[Dataset items]

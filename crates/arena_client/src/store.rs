//! Reconciliation store: the client's copy of the authoritative player table.
//!
//! [`ReconciliationStore`] is the single writer: only table-change handlers
//! and the backfill mutate it. Readers (the render layer) hold a
//! [`PlayerView`] and never write. Every update replaces the whole row, so
//! the final state per identity is always the last insert/update applied.

use std::sync::Arc;

use arena_net::{Identity, PlayerRecord, TableEvent};
use dashmap::DashMap;
use tokio::sync::watch;
use tracing::debug;

/// Whether the local player's row is known.
#[derive(Debug, Clone, Copy, PartialEq, Eq)]
pub enum LocalPlayer {
    /// No row for the local identity has arrived yet.
    Pending,
    /// The local row is present in the store.
    Present(Identity),
    /// The service deleted the local row.
    Removed,
}

/// What a notification did to the store.
#[derive(Debug, Clone, PartialEq)]
pub enum StoreChange {
    /// A remote player's row was inserted or replaced.
    Remote(Identity),
    /// The local player's row was inserted or replaced.
    Local(PlayerRecord),
    /// A remote player's row was removed.
    RemoteRemoved(Identity),
    /// The local player's row was removed.
    LocalRemoved,
    /// Backfill populated the store with this many rows.
    Backfilled(usize),
    /// Nothing changed.
    Unchanged,
}

/// Read-only handle onto the store for the render layer.
#[derive(Debug, Clone)]
pub struct PlayerView {
    players: Arc<DashMap<Identity, PlayerRecord>>,
    local: watch::Receiver<LocalPlayer>,
}

impl PlayerView {
    /// Current row for `identity`.
    #[must_use]
    pub fn get(&self, identity: &Identity) -> Option<PlayerRecord> {
        self.players.get(identity).map(|row| row.clone())
    }

    /// Number of known players.
    #[must_use]
    pub fn len(&self) -> usize {
        self.players.len()
    }

    /// Returns `true` if no players are known.
    #[must_use]
    pub fn is_empty(&self) -> bool {
        self.players.is_empty()
    }

    /// A copy of every known row.
    #[must_use]
    pub fn snapshot(&self) -> Vec<PlayerRecord> {
        self.players.iter().map(|row| row.value().clone()).collect()
    }

    /// Local player state.
    #[must_use]
    pub fn local_state(&self) -> LocalPlayer {
        *self.local.borrow()
    }

    /// The local player's row, if present.
    #[must_use]
    pub fn local(&self) -> Option<PlayerRecord> {
        match self.local_state() {
            LocalPlayer::Present(identity) => self.get(&identity),
            _ => None,
        }
    }
}

/// Authoritative mapping identity → [`PlayerRecord`], plus the local alias.
#[derive(Debug)]
pub struct ReconciliationStore {
    players: Arc<DashMap<Identity, PlayerRecord>>,
    local_identity: Option<Identity>,
    local: watch::Sender<LocalPlayer>,
}

impl ReconciliationStore {
    /// Create an empty store.
    #[must_use]
    pub fn new() -> Self {
        let (local, _) = watch::channel(LocalPlayer::Pending);
        Self {
            players: Arc::new(DashMap::new()),
            local_identity: None,
            local,
        }
    }

    /// A read handle that observes every later change.
    #[must_use]
    pub fn view(&self) -> PlayerView {
        PlayerView {
            players: Arc::clone(&self.players),
            local: self.local.subscribe(),
        }
    }

    /// Set the identity whose row is the local player.
    pub fn set_local_identity(&mut self, identity: Identity) {
        self.local_identity = Some(identity);
        if self.players.contains_key(&identity) {
            self.local.send_replace(LocalPlayer::Present(identity));
        }
    }

    fn is_local(&self, identity: &Identity) -> bool {
        self.local_identity.as_ref() == Some(identity)
    }

    fn upsert(&mut self, row: PlayerRecord) -> StoreChange {
        let identity = row.identity;
        if self.is_local(&identity) {
            self.players.insert(identity, row.clone());
            self.local.send_replace(LocalPlayer::Present(identity));
            StoreChange::Local(row)
        } else {
            self.players.insert(identity, row);
            StoreChange::Remote(identity)
        }
    }

    /// Apply an insert notification.
    pub fn on_insert(&mut self, row: PlayerRecord) -> StoreChange {
        debug!(identity = %row.identity, "player inserted");
        self.upsert(row)
    }

    /// Apply an update notification. The row is replaced wholesale.
    pub fn on_update(&mut self, new: PlayerRecord) -> StoreChange {
        self.upsert(new)
    }

    /// Apply a delete notification.
    pub fn on_delete(&mut self, row: &PlayerRecord) -> StoreChange {
        let identity = row.identity;
        if self.players.remove(&identity).is_none() {
            return StoreChange::Unchanged;
        }
        debug!(%identity, "player removed");
        if self.is_local(&identity) {
            self.local.send_replace(LocalPlayer::Removed);
            StoreChange::LocalRemoved
        } else {
            StoreChange::RemoteRemoved(identity)
        }
    }

    /// Dispatch a table-change event to its handler.
    pub fn apply(&mut self, event: TableEvent) -> StoreChange {
        match event {
            TableEvent::Insert(row) => self.on_insert(row),
            TableEvent::Update { new, .. } => self.on_update(new),
            TableEvent::Delete(row) => self.on_delete(&row),
        }
    }

    /// Merge the rows that existed when the subscription was applied.
    ///
    /// Only populates an empty store, so rows already delivered through
    /// insert notifications are never duplicated or rolled back.
    pub fn backfill(&mut self, rows: impl IntoIterator<Item = PlayerRecord>) -> StoreChange {
        if !self.players.is_empty() {
            debug!(known = self.players.len(), "store already populated, skipping backfill");
            return StoreChange::Unchanged;
        }
        for row in rows {
            self.players.insert(row.identity, row);
        }
        if let Some(identity) = self.local_identity
            && self.players.contains_key(&identity)
        {
            self.local.send_replace(LocalPlayer::Present(identity));
        }
        StoreChange::Backfilled(self.players.len())
    }

    /// Drop every cached row and the local alias.
    pub fn clear(&mut self) {
        self.players.clear();
        self.local_identity = None;
        self.local.send_replace(LocalPlayer::Pending);
    }

    /// Current row for `identity`.
    #[must_use]
    pub fn get(&self, identity: &Identity) -> Option<PlayerRecord> {
        self.players.get(identity).map(|row| row.clone())
    }

    /// The local player's row, if present.
    #[must_use]
    pub fn local_player(&self) -> Option<PlayerRecord> {
        self.local_identity.and_then(|id| self.get(&id))
    }

    /// Local player state.
    #[must_use]
    pub fn local_state(&self) -> LocalPlayer {
        *self.local.borrow()
    }

    /// Number of known players.
    #[must_use]
    pub fn len(&self) -> usize {
        self.players.len()
    }

    /// Returns `true` if no players are known.
    #[must_use]
    pub fn is_empty(&self) -> bool {
        self.players.is_empty()
    }
}

impl Default for ReconciliationStore {
    fn default() -> Self {
        Self::new()
    }
}

#[cfg(test)]
mod tests {
    use arena_input::Vec3;
    use arena_net::CharacterClass;

    use super::*;

    fn row(identity: Identity, x: f32) -> PlayerRecord {
        let mut row = PlayerRecord::spawned(identity, "p", CharacterClass::Wizard, Vec3::ZERO);
        row.position.x = x;
        row
    }

    fn sorted(store: &ReconciliationStore) -> Vec<PlayerRecord> {
        let mut rows = store.view().snapshot();
        rows.sort_by_key(|r| r.identity);
        rows
    }

    #[test]
    fn test_insert_marks_local_player() {
        let me = Identity::random();
        let other = Identity::random();
        let mut store = ReconciliationStore::new();
        store.set_local_identity(me);

        assert_eq!(store.on_insert(row(other, 1.0)), StoreChange::Remote(other));
        assert_eq!(store.local_state(), LocalPlayer::Pending);

        assert!(matches!(store.on_insert(row(me, 2.0)), StoreChange::Local(_)));
        assert_eq!(store.local_state(), LocalPlayer::Present(me));
        assert_eq!(store.local_player().unwrap().position.x, 2.0);
    }

    #[test]
    fn test_update_replaces_whole_row() {
        let id = Identity::random();
        let mut store = ReconciliationStore::new();
        store.on_insert(row(id, 1.0));

        let mut new = row(id, 5.0);
        new.current_animation = "run-left".into();
        new.health = 40;
        store.apply(TableEvent::Update {
            old: row(id, 1.0),
            new: new.clone(),
        });
        assert_eq!(store.get(&id).unwrap(), new);
    }

    #[test]
    fn test_last_write_wins_per_identity() {
        let a = Identity::random();
        let b = Identity::random();
        let mut store = ReconciliationStore::new();
        let events = vec![
            TableEvent::Insert(row(a, 0.0)),
            TableEvent::Insert(row(b, 0.0)),
            TableEvent::Update {
                old: row(a, 0.0),
                new: row(a, 1.0),
            },
            TableEvent::Update {
                old: row(b, 0.0),
                new: row(b, 7.0),
            },
            TableEvent::Update {
                old: row(a, 1.0),
                new: row(a, 3.0),
            },
        ];
        for event in events {
            store.apply(event);
        }
        assert_eq!(store.get(&a).unwrap().position.x, 3.0);
        assert_eq!(store.get(&b).unwrap().position.x, 7.0);
    }

    #[test]
    fn test_delete_local_signals_removed() {
        let me = Identity::random();
        let mut store = ReconciliationStore::new();
        store.set_local_identity(me);
        store.on_insert(row(me, 0.0));

        let view = store.view();
        assert!(view.local().is_some());

        assert_eq!(store.on_delete(&row(me, 0.0)), StoreChange::LocalRemoved);
        assert_eq!(view.local_state(), LocalPlayer::Removed);
        assert!(view.local().is_none());
        assert!(view.is_empty());
    }

    #[test]
    fn test_delete_unknown_is_unchanged() {
        let mut store = ReconciliationStore::new();
        assert_eq!(store.on_delete(&row(Identity::random(), 0.0)), StoreChange::Unchanged);
    }

    #[test]
    fn test_backfill_is_idempotent() {
        let me = Identity::random();
        let rows: Vec<_> = (0..4).map(|i| row(Identity::random(), i as f32)).collect();

        let mut once = ReconciliationStore::new();
        once.backfill(rows.clone());

        let mut twice = ReconciliationStore::new();
        twice.set_local_identity(me);
        assert_eq!(twice.backfill(rows.clone()), StoreChange::Backfilled(4));
        assert_eq!(twice.backfill(rows), StoreChange::Unchanged);

        assert_eq!(sorted(&once), sorted(&twice));
    }

    #[test]
    fn test_backfill_does_not_override_inserts() {
        let id = Identity::random();
        let mut store = ReconciliationStore::new();
        store.on_insert(row(id, 9.0));
        assert_eq!(store.backfill(vec![row(id, 1.0)]), StoreChange::Unchanged);
        assert_eq!(store.get(&id).unwrap().position.x, 9.0);
    }

    #[test]
    fn test_backfill_marks_local_player() {
        let me = Identity::random();
        let mut store = ReconciliationStore::new();
        store.set_local_identity(me);
        store.backfill(vec![row(me, 0.0)]);
        assert_eq!(store.local_state(), LocalPlayer::Present(me));
    }

    #[test]
    fn test_clear_drops_everything() {
        let me = Identity::random();
        let mut store = ReconciliationStore::new();
        store.set_local_identity(me);
        store.on_insert(row(me, 0.0));
        store.on_insert(row(Identity::random(), 0.0));
        let view = store.view();

        store.clear();
        assert!(view.is_empty());
        assert_eq!(view.local_state(), LocalPlayer::Pending);
        assert!(store.local_player().is_none());
    }
}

TASK TO CARRY OUT: Tally the lines of the data that contain the word "upsert", and give only that tally.

SOLVED EXERCISE: 3